Source material START
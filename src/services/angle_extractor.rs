/// Joint Angle Extraction Service
///
/// Converts a landmark set into one scalar joint angle per frame:
/// - Angle at the vertex of each configured triplet, in pixel space
/// - Mean over the triplets (left/right limb)
/// - Bilateral symmetry when exactly two triplets are configured

use crate::error::{CoachError, Result};
use crate::models::{AngleSample, JointTriplet, LandmarkSet};

/// Guards the cosine denominator against zero-length limb vectors
pub const ANGLE_EPSILON: f64 = 1e-6;

/// Calculate the angle at `vertex` formed by `proximal` and `distal`, in degrees
pub fn joint_angle(proximal: (f64, f64), vertex: (f64, f64), distal: (f64, f64)) -> f64 {
    // Vectors from joint to adjacent points
    let v1 = (proximal.0 - vertex.0, proximal.1 - vertex.1);
    let v2 = (distal.0 - vertex.0, distal.1 - vertex.1);

    let dot = v1.0 * v2.0 + v1.1 * v2.1;
    let mag1 = (v1.0 * v1.0 + v1.1 * v1.1).sqrt();
    let mag2 = (v2.0 * v2.0 + v2.1 * v2.1).sqrt();

    let cos_angle = dot / (mag1 * mag2 + ANGLE_EPSILON);
    cos_angle.clamp(-1.0, 1.0).acos().to_degrees()
}

/// Symmetry between two limb angles, 100 meaning identical
pub fn symmetry(left: f64, right: f64) -> f64 {
    (100.0 - (left - right).abs()).max(0.0)
}

/// Extracts the representative joint angle for one exercise
#[derive(Debug, Clone)]
pub struct AngleExtractor {
    triplets: Vec<JointTriplet>,
}

impl AngleExtractor {
    pub fn new(triplets: Vec<JointTriplet>) -> Self {
        Self { triplets }
    }

    pub fn triplets(&self) -> &[JointTriplet] {
        &self.triplets
    }

    /// Check that a landmark set carries every index this extractor reads
    pub fn can_extract(&self, landmarks: &LandmarkSet) -> bool {
        !self.triplets.is_empty() && landmarks.has_triplets(&self.triplets)
    }

    /// Compute the frame's angle sample.
    ///
    /// Coordinates are scaled by `width`/`height` before the angle is taken, so
    /// normalized landmarks on a non-square frame give true image angles.
    /// Returns `MissingDetection` when required landmarks are absent or any
    /// coordinate they carry is not finite.
    pub fn extract(&self, landmarks: &LandmarkSet, width: f64, height: f64) -> Result<AngleSample> {
        if !self.can_extract(landmarks) {
            return Err(CoachError::MissingDetection);
        }

        let point = |idx: usize| {
            let (x, y) = landmarks.landmarks[idx].to_pixels(width, height);
            if x.is_finite() && y.is_finite() {
                Ok((x, y))
            } else {
                Err(CoachError::MissingDetection)
            }
        };

        let angles = self
            .triplets
            .iter()
            .map(|t| {
                let angle = joint_angle(point(t.proximal)?, point(t.vertex)?, point(t.distal)?);
                if angle.is_finite() {
                    Ok(angle)
                } else {
                    Err(CoachError::MissingDetection)
                }
            })
            .collect::<Result<Vec<f64>>>()?;

        let angle = angles.iter().sum::<f64>() / angles.len() as f64;
        let symmetry = match angles.as_slice() {
            [left, right] => Some(symmetry(*left, *right)),
            _ => None,
        };

        Ok(AngleSample { angle, symmetry })
    }

    /// Angle sequence for a whole recording; frames without the required
    /// landmarks are skipped, matching how recordings only keep detected frames
    pub fn extract_sequence<'a, I>(&self, frames: I, width: f64, height: f64) -> Vec<f64>
    where
        I: IntoIterator<Item = &'a LandmarkSet>,
    {
        let mut skipped = 0usize;
        let angles: Vec<f64> = frames
            .into_iter()
            .filter_map(|frame| match self.extract(frame, width, height) {
                Ok(sample) => Some(sample.angle),
                Err(_) => {
                    skipped += 1;
                    None
                }
            })
            .collect();

        if skipped > 0 {
            tracing::debug!("Skipped {} frames without required landmarks", skipped);
        }
        angles
    }
}
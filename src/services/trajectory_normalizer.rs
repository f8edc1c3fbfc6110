/// Trajectory normalization
///
/// Resamples a variable-length angle sequence onto `n` evenly spaced points
/// and min-max rescales it to [0, 1]. Shared by training and scoring, so it is
/// a pure function of its input.

use crate::models::NormalizedTrajectory;

/// Default number of points in a normalized trajectory
pub const DEFAULT_TRAJECTORY_POINTS: usize = 50;

/// Added to the rescaling denominator when the curve is flat
pub const NORMALIZATION_EPSILON: f64 = 1e-6;

/// Linearly resample `values` onto `n` evenly spaced points over its index range
pub fn resample(values: &[f64], n: usize) -> Vec<f64> {
    let m = values.len();
    if m == 0 || n == 0 {
        return vec![0.0; n];
    }
    if m == 1 || n == 1 {
        return vec![values[0]; n];
    }

    (0..n)
        .map(|j| {
            // Integer numerator keeps the position exact when m == n
            let position = (j * (m - 1)) as f64 / (n - 1) as f64;
            let lower = position.floor() as usize;
            if lower >= m - 1 {
                return values[m - 1];
            }
            let frac = position - lower as f64;
            if frac == 0.0 {
                return values[lower];
            }
            values[lower] + (values[lower + 1] - values[lower]) * frac
        })
        .collect()
}

/// Normalize a raw trajectory to `n` points in [0, 1].
///
/// Fewer than two samples give an all-zero curve. The observed minimum maps to
/// exactly 0 and the observed maximum to exactly 1; a flat curve maps to zeros.
pub fn normalize_trajectory(raw: &[f64], n: usize) -> NormalizedTrajectory {
    if raw.len() < 2 {
        return NormalizedTrajectory::zeros(n);
    }

    let resampled = resample(raw, n);
    let min = resampled.iter().copied().fold(f64::INFINITY, f64::min);
    let max = resampled.iter().copied().fold(f64::NEG_INFINITY, f64::max);
    let range = max - min;
    let denominator = if range > 0.0 {
        range
    } else {
        range + NORMALIZATION_EPSILON
    };

    NormalizedTrajectory::new(resampled.iter().map(|y| (y - min) / denominator).collect())
}

#[cfg(test)]
mod tests {
    use super::*;

    #[test]
    fn test_length_invariance() {
        for len in [2usize, 10, 200] {
            let raw: Vec<f64> = (0..len).map(|i| 170.0 - (i as f64 * 7.0) % 90.0).collect();
            assert_eq!(normalize_trajectory(&raw, 50).len(), 50);
            assert_eq!(normalize_trajectory(&raw, 17).len(), 17);
        }
    }

    #[test]
    fn test_range_hits_zero_and_one() {
        let raw = vec![170.0, 140.0, 95.0, 88.0, 120.0, 165.0];
        let curve = normalize_trajectory(&raw, 50);
        assert!(curve.iter().all(|v| (0.0..=1.0).contains(v)));
        assert!(curve.iter().any(|v| *v == 0.0));
        assert!(curve.iter().any(|v| *v == 1.0));
    }

    #[test]
    fn test_degenerate_inputs_zero_fill() {
        assert_eq!(normalize_trajectory(&[], 50).to_vec(), vec![0.0; 50]);
        assert_eq!(normalize_trajectory(&[123.0], 50).to_vec(), vec![0.0; 50]);
    }

    #[test]
    fn test_flat_input_maps_to_zero() {
        let curve = normalize_trajectory(&[150.0; 8], 10);
        assert!(curve.iter().all(|v| *v == 0.0));
    }

    #[test]
    fn test_resample_endpoints_and_midpoint() {
        let out = resample(&[0.0, 10.0], 3);
        assert_eq!(out, vec![0.0, 5.0, 10.0]);
    }

    #[test]
    fn test_same_length_is_identity() {
        let raw = vec![0.0, 0.25, 1.0, 0.5, 0.0];
        assert_eq!(resample(&raw, raw.len()), raw);
        assert_eq!(normalize_trajectory(&raw, raw.len()).to_vec(), raw);
    }

    #[test]
    fn test_deterministic() {
        let raw: Vec<f64> = (0..37).map(|i| (i as f64 * 0.37).sin() * 40.0 + 120.0).collect();
        assert_eq!(normalize_trajectory(&raw, 50), normalize_trajectory(&raw, 50));
    }
}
Source material END
Work required: Write out all the entries once more, exactly.

Finished task:
filename src/services/angle_extractor.rs
/// Joint Angle Extraction Service
///
/// Converts a landmark set into one scalar joint angle per frame:
/// - Angle at the vertex of each configured triplet, in pixel space
/// - Mean over the triplets (left/right limb)
/// - Bilateral symmetry when exactly two triplets are configured

use crate::error::{CoachError, Result};
use crate::models::{AngleSample, JointTriplet, LandmarkSet};

/// Guards the cosine denominator against zero-length limb vectors
pub const ANGLE_EPSILON: f64 = 1e-6;

/// Calculate the angle at `vertex` formed by `proximal` and `distal`, in degrees
pub fn joint_angle(proximal: (f64, f64), vertex: (f64, f64), distal: (f64, f64)) -> f64 {
    // Vectors from joint to adjacent points
    let v1 = (proximal.0 - vertex.0, proximal.1 - vertex.1);
    let v2 = (distal.0 - vertex.0, distal.1 - vertex.1);

    let dot = v1.0 * v2.0 + v1.1 * v2.1;
    let mag1 = (v1.0 * v1.0 + v1.1 * v1.1).sqrt();
    let mag2 = (v2.0 * v2.0 + v2.1 * v2.1).sqrt();

    let cos_angle = dot / (mag1 * mag2 + ANGLE_EPSILON);
    cos_angle.clamp(-1.0, 1.0).acos().to_degrees()
}

/// Symmetry between two limb angles, 100 meaning identical
pub fn symmetry(left: f64, right: f64) -> f64 {
    (100.0 - (left - right).abs()).max(0.0)
}

/// Extracts the representative joint angle for one exercise
#[derive(Debug, Clone)]
pub struct AngleExtractor {
    triplets: Vec<JointTriplet>,
}

impl AngleExtractor {
    pub fn new(triplets: Vec<JointTriplet>) -> Self {
        Self { triplets }
    }

    pub fn triplets(&self) -> &[JointTriplet] {
        &self.triplets
    }

    /// Check that a landmark set carries every index this extractor reads
    pub fn can_extract(&self, landmarks: &LandmarkSet) -> bool {
        !self.triplets.is_empty() && landmarks.has_triplets(&self.triplets)
    }

    /// Compute the frame's angle sample.
    ///
    /// Coordinates are scaled by `width`/`height` before the angle is taken, so
    /// normalized landmarks on a non-square frame give true image angles.
    /// Returns `MissingDetection` when required landmarks are absent or any
    /// coordinate they carry is not finite.
    pub fn extract(&self, landmarks: &LandmarkSet, width: f64, height: f64) -> Result<AngleSample> {
        if !self.can_extract(landmarks) {
            return Err(CoachError::MissingDetection);
        }

        let point = |idx: usize| {
            let (x, y) = landmarks.landmarks[idx].to_pixels(width, height);
            if x.is_finite() && y.is_finite() {
                Ok((x, y))
            } else {
                Err(CoachError::MissingDetection)
            }
        };

        let angles = self
            .triplets
            .iter()
            .map(|t| {
                let angle = joint_angle(point(t.proximal)?, point(t.vertex)?, point(t.distal)?);
                if angle.is_finite() {
                    Ok(angle)
                } else {
                    Err(CoachError::MissingDetection)
                }
            })
            .collect::<Result<Vec<f64>>>()?;

        let angle = angles.iter().sum::<f64>() / angles.len() as f64;
        let symmetry = match angles.as_slice() {
            [left, right] => Some(symmetry(*left, *right)),
            _ => None,
        };

        Ok(AngleSample { angle, symmetry })
    }

    /// Angle sequence for a whole recording; frames without the required
    /// landmarks are skipped, matching how recordings only keep detected frames
    pub fn extract_sequence<'a, I>(&self, frames: I, width: f64, height: f64) -> Vec<f64>
    where
        I: IntoIterator<Item = &'a LandmarkSet>,
    {
        let mut skipped = 0usize;
        let angles: Vec<f64> = frames
            .into_iter()
            .filter_map(|frame| match self.extract(frame, width, height) {
                Ok(sample) => Some(sample.angle),
                Err(_) => {
                    skipped += 1;
                    None
                }
            })
            .collect();

        if skipped > 0 {
            tracing::debug!("Skipped {} frames without required landmarks", skipped);
        }
        angles
    }
}
filename src/services/trajectory_normalizer.rs
repository f8edc1c3fbfc6110
/// Trajectory normalization
///
/// Resamples a variable-length angle sequence onto `n` evenly spaced points
/// and min-max rescales it to [0, 1]. Shared by training and scoring, so it is
/// a pure function of its input.

use crate::models::NormalizedTrajectory;

/// Default number of points in a normalized trajectory
pub const DEFAULT_TRAJECTORY_POINTS: usize = 50;

/// Added to the rescaling denominator when the curve is flat
pub const NORMALIZATION_EPSILON: f64 = 1e-6;

/// Linearly resample `values` onto `n` evenly spaced points over its index range
pub fn resample(values: &[f64], n: usize) -> Vec<f64> {
    let m = values.len();
    if m == 0 || n == 0 {
        return vec![0.0; n];
    }
    if m == 1 || n == 1 {
        return vec![values[0]; n];
    }

    (0..n)
        .map(|j| {
            // Integer numerator keeps the position exact when m == n
            let position = (j * (m - 1)) as f64 / (n - 1) as f64;
            let lower = position.floor() as usize;
            if lower >= m - 1 {
                return values[m - 1];
            }
            let frac = position - lower as f64;
            if frac == 0.0 {
                return values[lower];
            }
            values[lower] + (values[lower + 1] - values[lower]) * frac
        })
        .collect()
}

/// Normalize a raw trajectory to `n` points in [0, 1].
///
/// Fewer than two samples give an all-zero curve. The observed minimum maps to
/// exactly 0 and the observed maximum to exactly 1; a flat curve maps to zeros.
pub fn normalize_trajectory(raw: &[f64], n: usize) -> NormalizedTrajectory {
    if raw.len() < 2 {
        return NormalizedTrajectory::zeros(n);
    }

    let resampled = resample(raw, n);
    let min = resampled.iter().copied().fold(f64::INFINITY, f64::min);
    let max = resampled.iter().copied().fold(f64::NEG_INFINITY, f64::max);
    let range = max - min;
    let denominator = if range > 0.0 {
        range
    } else {
        range + NORMALIZATION_EPSILON
    };

    NormalizedTrajectory::new(resampled.iter().map(|y| (y - min) / denominator).collect())
}

#[cfg(test)]
mod tests {
    use super::*;

    #[test]
    fn test_length_invariance() {
        for len in [2usize, 10, 200] {
            let raw: Vec<f64> = (0..len).map(|i| 170.0 - (i as f64 * 7.0) % 90.0).collect();
            assert_eq!(normalize_trajectory(&raw, 50).len(), 50);
            assert_eq!(normalize_trajectory(&raw, 17).len(), 17);
        }
    }

    #[test]
    fn test_range_hits_zero_and_one() {
        let raw = vec![170.0, 140.0, 95.0, 88.0, 120.0, 165.0];
        let curve = normalize_trajectory(&raw, 50);
        assert!(curve.iter().all(|v| (0.0..=1.0).contains(v)));
        assert!(curve.iter().any(|v| *v == 0.0));
        assert!(curve.iter().any(|v| *v == 1.0));
    }

    #[test]
    fn test_degenerate_inputs_zero_fill() {
        assert_eq!(normalize_trajectory(&[], 50).to_vec(), vec![0.0; 50]);
        assert_eq!(normalize_trajectory(&[123.0], 50).to_vec(), vec![0.0; 50]);
    }

    #[test]
    fn test_flat_input_maps_to_zero() {
        let curve = normalize_trajectory(&[150.0; 8], 10);
        assert!(curve.iter().all(|v| *v == 0.0));
    }

    #[test]
    fn test_resample_endpoints_and_midpoint() {
        let out = resample(&[0.0, 10.0], 3);
        assert_eq!(out, vec![0.0, 5.0, 10.0]);
    }

    #[test]
    fn test_same_length_is_identity() {
        let raw = vec![0.0, 0.25, 1.0, 0.5, 0.0];
        assert_eq!(resample(&raw, raw.len()), raw);
        assert_eq!(normalize_trajectory(&raw, raw.len()).to_vec(), raw);
    }

    #[test]
    fn test_deterministic() {
        let raw: Vec<f64> = (0..37).map(|i| (i as f64 * 0.37).sin() * 40.0 + 120.0).collect();
        assert_eq!(normalize_trajectory(&raw, 50), normalize_trajectory(&raw, 50));
    }
}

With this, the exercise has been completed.